» **INSTRUCTIONS TO FOLLOW**
Would you restate, exactly as they appear, the lines from the one containing "of the backing block" through the end of the data below?

....................

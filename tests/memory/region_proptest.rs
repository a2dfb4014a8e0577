/*!
 * Region Allocator Properties
 * Alignment, disjointness and page accounting over arbitrary request streams
 */

use proptest::prelude::*;
use region_tree::core::limits::{MAX_SMALL_BLOCK_SIZE, PAGE_SIZE};
use region_tree::memory::Region;

fn request() -> impl Strategy<Value = (usize, usize)> {
    (0..=MAX_SMALL_BLOCK_SIZE, 0u32..=10).prop_map(|(size, shift)| (size, 1usize << shift))
}

proptest! {
    #![proptest_config(ProptestConfig::with_cases(64))]

    #[test]
    fn blocks_are_aligned_and_disjoint(requests in prop::collection::vec(request(), 1..400)) {
        let region = Region::new();
        let mut spans = Vec::with_capacity(requests.len());
        let mut consumed = 0;

        for &(size, align) in &requests {
            let start = region.allocate_block(size, align).as_ptr() as usize;
            prop_assert_eq!(start % align, 0);
            if size > 0 {
                prop_assert!(region.owns(start as *const u8));
                prop_assert!(region.owns((start + size - 1) as *const u8));
            }
            spans.push((start, start + size));

            let stats = region.stats();
            prop_assert!(stats.bytes_consumed >= consumed);
            prop_assert!(stats.bytes_consumed <= stats.pages_created * PAGE_SIZE);
            consumed = stats.bytes_consumed;
        }

        spans.retain(|(start, end)| end > start);
        spans.sort_unstable();
        for pair in spans.windows(2) {
            prop_assert!(pair[0].1 <= pair[1].0, "overlap: {:?} and {:?}", pair[0], pair[1]);
        }

        let stats = region.stats();
        prop_assert_eq!(stats.blocks_allocated, requests.len());
        prop_assert_eq!(
            stats.bytes_requested,
            requests.iter().map(|(size, _)| size).sum::<usize>()
        );
    }

    #[test]
    fn reset_replays_identical_addresses(requests in prop::collection::vec(request(), 1..100)) {
        let mut region = Region::new();
        let first: Vec<usize> = requests
            .iter()
            .map(|&(size, align)| region.allocate_block(size, align).as_ptr() as usize)
            .collect();
        let pages = region.stats().pages_created;

        region.reset();
        let second: Vec<usize> = requests
            .iter()
            .map(|&(size, align)| region.allocate_block(size, align).as_ptr() as usize)
            .collect();

        prop_assert_eq!(first, second);
        prop_assert_eq!(region.stats().pages_created, pages);
    }
}
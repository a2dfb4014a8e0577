/*!
 * Memory Traits
 * Raw block allocation abstraction
 */

use super::types::MemoryResult;
use std::alloc::Layout;
use std::ptr::NonNull;

/// Source of raw, never-individually-freed blocks
///
/// Blocks stay valid for as long as the allocator is borrowed.
pub trait BlockAllocator {
    /// Allocate a block, reporting contract breaches as errors
    fn try_allocate(&self, layout: Layout) -> MemoryResult<NonNull<u8>>;

    /// Allocate a block, treating any breach as fatal
    #[inline]
    fn allocate(&self, layout: Layout) -> NonNull<u8> {
        match self.try_allocate(layout) {
            Ok(block) => block,
            Err(err) => super::contract_breach(err),
        }
    }
}
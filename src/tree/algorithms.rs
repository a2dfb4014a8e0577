/*!
 * Tree Algorithms
 * Strategy-agnostic construction and traversal
 */

use super::traits::TreeNode;
use crate::core::limits::CHECKSUM_MODULUS;
use crate::core::types::{Checksum, NodeId, TreeShape};

/// Give `node` a full set of children, then expand each child in turn
///
/// All direct children exist before any grandchild is created, so ids are
/// handed out level by level within each subtree.
pub fn build_subtree<'a, N>(
    allocator: &'a N::Allocator,
    node: &mut N,
    shape: TreeShape,
    levels_left: usize,
) where
    N: TreeNode<'a>,
{
    for _ in 0..shape.children {
        node.add_child(allocator, shape.children);
    }
    let levels_left = levels_left.saturating_sub(1);
    if levels_left == 0 {
        return;
    }
    for child in node.children_mut() {
        build_subtree(allocator, child, shape, levels_left);
    }
}

/// Build a full tree of `shape` through `allocator`
///
/// A depth of zero yields a lone root.
pub fn build_tree<'a, N>(allocator: &'a N::Allocator, shape: TreeShape) -> N
where
    N: TreeNode<'a>,
{
    let mut root = N::create(allocator, shape.children);
    if shape.depth > 0 {
        build_subtree(allocator, &mut root, shape, shape.depth);
    }
    root
}

/// Depth-first, order-sensitive checksum
///
/// Starts from the node's own id and folds in each child's checksum
/// modulo [`CHECKSUM_MODULUS`].
pub fn checksum<'a, N>(node: &N) -> Checksum
where
    N: TreeNode<'a>,
{
    let mut sum = Checksum::from(node.id());
    for child in node.children() {
        sum = (sum + checksum(child)) % CHECKSUM_MODULUS;
    }
    sum
}

/// Nodes reachable from `node`, itself included
pub fn count_nodes<'a, N>(node: &N) -> u64
where
    N: TreeNode<'a>,
{
    1 + node.children().map(count_nodes).sum::<u64>()
}

/// Ids in pre-order
pub fn preorder_ids<'a, N>(node: &N) -> Vec<NodeId>
where
    N: TreeNode<'a>,
{
    let mut ids = Vec::new();
    collect_ids(node, &mut ids);
    ids
}

fn collect_ids<'a, N>(node: &N, ids: &mut Vec<NodeId>)
where
    N: TreeNode<'a>,
{
    ids.push(node.id());
    for child in node.children() {
        collect_ids(child, ids);
    }
}
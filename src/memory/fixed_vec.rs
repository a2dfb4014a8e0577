/*!
 * Fixed-Capacity Vector
 * Sequence whose storage is one block taken from a region at construction
 */

use super::align::aligned_item_size;
use super::traits::BlockAllocator;
use super::types::MemoryError;
use std::alloc::Layout;
use std::mem::{align_of, MaybeUninit};

/// Vector with storage reserved once, up front, and never reallocated
///
/// Pushing past the capacity is a contract breach and panics. Elements are
/// never dropped: like everything else in the region, they are reclaimed
/// only when the region's pages are released.
pub struct FixedVec<'r, T> {
    slots: &'r mut [MaybeUninit<T>],
    len: usize,
}

impl<'r, T> FixedVec<'r, T> {
    /// Reserve room for `max_size` elements in `allocator`
    ///
    /// # Panics
    ///
    /// Panics if the backing block is larger than the allocator serves.
    pub fn new_in<A>(allocator: &'r A, max_size: usize) -> Self
    where
        A: BlockAllocator + ?Sized,
    {
        let stride = aligned_item_size::<T>();
        let bytes = match max_size.checked_mul(stride) {
            Some(bytes) => bytes,
            None => super::contract_breach(MemoryError::BlockTooLarge {
                requested: usize::MAX,
                max: crate::core::limits::MAX_SMALL_BLOCK_SIZE,
            }),
        };
        let layout = match Layout::from_size_align(bytes, align_of::<T>()) {
            Ok(layout) => layout,
            Err(_) => super::contract_breach(MemoryError::InvalidAlignment(align_of::<T>())),
        };
        let block = allocator.allocate(layout).cast::<MaybeUninit<T>>();

        // SAFETY: the block holds max_size properly aligned slots, is not
        // shared with any other allocation, and outlives 'r.
        let slots = unsafe { std::slice::from_raw_parts_mut(block.as_ptr(), max_size) };
        Self { slots, len: 0 }
    }

    /// Append `value` in place
    ///
    /// # Panics
    ///
    /// Panics if the vector is full.
    #[inline]
    pub fn push(&mut self, value: T) {
        if self.len == self.slots.len() {
            super::contract_breach(MemoryError::CapacityExceeded {
                capacity: self.slots.len(),
            });
        }
        self.slots[self.len].write(value);
        self.len += 1;
    }

    #[inline]
    pub fn as_slice(&self) -> &[T] {
        // SAFETY: the first `len` slots were initialized by `push`.
        unsafe { std::slice::from_raw_parts(self.slots.as_ptr().cast::<T>(), self.len) }
    }

    #[inline]
    pub fn as_mut_slice(&mut self) -> &mut [T] {
        // SAFETY: the first `len` slots were initialized by `push`.
        unsafe { std::slice::from_raw_parts_mut(self.slots.as_mut_ptr().cast::<T>(), self.len) }
    }

    #[inline]
    pub fn iter(&self) -> std::slice::Iter<'_, T> {
        self.as_slice().iter()
    }

    #[inline]
    pub fn iter_mut(&mut self) -> std::slice::IterMut<'_, T> {
        self.as_mut_slice().iter_mut()
    }

    #[inline]
    pub fn len(&self) -> usize {
        self.len
    }

    #[inline]
    pub fn is_empty(&self) -> bool {
        self.len == 0
    }

    #[inline]
    pub fn capacity(&self) -> usize {
        self.slots.len()
    }

    #[inline]
    pub fn is_full(&self) -> bool {
        self.len == self.slots.len()
    }

    /// Address of the backing block
    pub fn as_ptr(&self) -> *const T {
        self.slots.as_ptr().cast::<T>()
    }
}

impl<'a, 'r, T> IntoIterator for &'a FixedVec<'r, T> {
    type Item = &'a T;
    type IntoIter = std::slice::Iter<'a, T>;

    fn into_iter(self) -> Self::IntoIter {
        self.iter()
    }
}

impl<'a, 'r, T> IntoIterator for &'a mut FixedVec<'r, T> {
    type Item = &'a mut T;
    type IntoIter = std::slice::IterMut<'a, T>;

    fn into_iter(self) -> Self::IntoIter {
        self.iter_mut()
    }
}

impl<T: std::fmt::Debug> std::fmt::Debug for FixedVec<'_, T> {
    fn fmt(&self, f: &mut std::fmt::Formatter) -> std::fmt::Result {
        f.debug_list().entries(self.iter()).finish()
    }
}
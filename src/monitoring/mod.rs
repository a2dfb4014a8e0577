/*!
 * Monitoring Module
 * Structured tracing and allocation instrumentation
 */

pub mod alloc_counter;
pub mod tracer;

pub use alloc_counter::{AllocationSource, AllocationStats, CountingAllocator, NoCounting};
pub use tracer::{init_tracing, PhaseSpan};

....................

» **EXPECTED ANSWER**
    /// Address of the backing block
    pub fn as_ptr(&self) -> *const T {
        self.slots.as_ptr().cast::<T>()
    }
}

impl<'a, 'r, T> IntoIterator for &'a FixedVec<'r, T> {
    type Item = &'a T;
    type IntoIter = std::slice::Iter<'a, T>;

    fn into_iter(self) -> Self::IntoIter {
        self.iter()
    }
}

impl<'a, 'r, T> IntoIterator for &'a mut FixedVec<'r, T> {
    type Item = &'a mut T;
    type IntoIter = std::slice::IterMut<'a, T>;

    fn into_iter(self) -> Self::IntoIter {
        self.iter_mut()
    }
}

impl<T: std::fmt::Debug> std::fmt::Debug for FixedVec<'_, T> {
    fn fmt(&self, f: &mut std::fmt::Formatter) -> std::fmt::Result {
        f.debug_list().entries(self.iter()).finish()
    }
}
filename src/monitoring/mod.rs
repository a2dfb4014a8e0577
/*!
 * Monitoring Module
 * Structured tracing and allocation instrumentation
 */

pub mod alloc_counter;
pub mod tracer;

pub use alloc_counter::{AllocationSource, AllocationStats, CountingAllocator, NoCounting};
pub use tracer::{init_tracing, PhaseSpan};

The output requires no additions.